The Fulton County Department of Health and Wellness Partnerships to Improve Community Health (PICH) Program is collaborating with Fulton County Schools to create and implement new, innovative physical education (P.E) curriculum ideas to be launched this month that will give all students greater opportunities for exercise throughout the school day.

The PICH Program, created and funded through an annually renewable cooperative agreement between Fulton County and the Centers for Disease Control and Prevention (CDC) in 2014, is also providing financial support for the implementation of the Exemplary Physical Education Curriculum (EPEC) in all Fulton County elementary schools and the SPARK Curriculum in middle schools. Both programs are research-based and promote healthy habits in all aspects of students’ lives.

 On January 5, 2016, the PICH Program sponsored a daylong workshop on creative P.E. instruction techniques at Hembree Springs Elementary and Elkins Pointe Middle Schools in Roswell that attracted nearly 300 elementary, middle and high school teachers. It was the second of four such trainings PICH has agreed to sponsor in partnership with the County Schools, the Georgia Department of Education, Atlanta Regional Commission, HealthMPowers and Georgia Health Policy Center. Following positive feedback from the first workshop in August 2015, Fulton Schools agreed to utilize the instructional resources.

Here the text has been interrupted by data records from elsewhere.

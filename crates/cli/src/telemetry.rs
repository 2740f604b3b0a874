//! Observability wiring for the binary.
//!
//! JSON logs on stderr filtered by `RUST_LOG` (default `info`), plus an
//! OpenTelemetry OTLP span exporter when an endpoint is configured.

use anyhow::Context as _;
use opentelemetry::trace::TracerProvider as _;
use opentelemetry::KeyValue;
use opentelemetry_otlp::WithExportConfig;
use opentelemetry_sdk::{runtime, trace::TracerProvider, Resource};
use tracing_subscriber::{layer::SubscriberExt, util::SubscriberInitExt, EnvFilter};

const SERVICE_NAME: &str = "push-trigger";

/// Installs the global subscriber.
///
/// Returns the tracer provider when OTLP export is enabled; pass it to
/// [`shutdown`] before exiting so buffered spans are flushed.
pub fn init(otlp_endpoint: Option<&str>) -> anyhow::Result<Option<TracerProvider>> {
    let filter = EnvFilter::try_from_default_env().unwrap_or_else(|_| EnvFilter::new("info"));
    let fmt_layer = tracing_subscriber::fmt::layer()
        .json()
        .with_current_span(true)
        .with_writer(std::io::stderr);

    let Some(endpoint) = otlp_endpoint else {
        tracing_subscriber::registry()
            .with(filter)
            .with(fmt_layer)
            .try_init()
            .context("installing tracing subscriber")?;
        return Ok(None);
    };

    let exporter = opentelemetry_otlp::SpanExporter::builder()
        .with_tonic()
        .with_endpoint(endpoint)
        .build()
        .context("building OTLP span exporter")?;
    let provider = TracerProvider::builder()
        .with_batch_exporter(exporter, runtime::Tokio)
        .with_resource(service_resource())
        .build();
    let tracer = provider.tracer(SERVICE_NAME);

    tracing_subscriber::registry()
        .with(filter)
        .with(fmt_layer)
        .with(tracing_opentelemetry::layer().with_tracer(tracer))
        .try_init()
        .context("installing tracing subscriber")?;
    Ok(Some(provider))
}

/// Resource attached to every exported span.
fn service_resource() -> Resource {
    Resource::new([
        KeyValue::new("service.name", SERVICE_NAME),
        KeyValue::new("service.version", env!("CARGO_PKG_VERSION")),
    ])
}

/// Flushes and stops the OTLP pipeline, if one was started.
pub fn shutdown(provider: Option<TracerProvider>) {
    if let Some(provider) = provider {
        if let Err(err) = provider.shutdown() {
            tracing::warn!(error = %err, "Failed to flush OTLP spans");
        }
    }
}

According to a 2013 report from the CDC, the statewide obesity rate was 13.2% for 2- to 4- year olds from low-income families; 16.5% for 10- to 17- year olds; and 12.7% among high school students.   A 2015 independent research study estimated that 33.4% of children aged 2 to17 in Fulton County were obese or overweight. Studies from researchers at the CDC and elsewhere show that in addition to preventing obesity and obesity-related health problems, physical activity enhances important components of academic performance, including concentration, cognition and classroom behavior. But the 2014 Youth Risk Behavior Survey of Georgia high school students found that just 43% of them were physically active for at least 60 minutes a day.  

“Combating childhood obesity by increasing opportunities for physical activity is a topline goal of the PICH Program,” said Lisa Goodin, Program Administrator. “We are confident that our collaboration with the Fulton County Schools on these new P.E. strategies will ensure that students have the means to become both physically fit and academically stronger.”

“We are excited to be working with the Fulton County PICH Program on these new curricula,” said Dr. Tasha Guadalupe, Health and Physical Education Coordinator for Fulton County Schools. “The resource funding that PICH is providing will enhance our teachers’ instructional strategies through a standards-based approach.   This will empower our students to maintain good health, perform better in class, and promote an active lifestyle.”

About PICH
The Fulton County Department of Health and Wellness Partnerships to Improve Community Health (PICH) Program is working with community partners to develop strategies and implement programs to promote healthier lifestyles and to reduce both health disparities and the incidence of chronic disease among County residents. The PICH Program is made possible by funding from the Centers for Disease Control and Prevention under cooperative agreement #IU58DP005568-01. For more information, please visit www.fultoncountyga.gov/partnership-to-improve-community-health. To learn more about Fulton County Health and Wellness, please visit www.fultoncountygahealth.org.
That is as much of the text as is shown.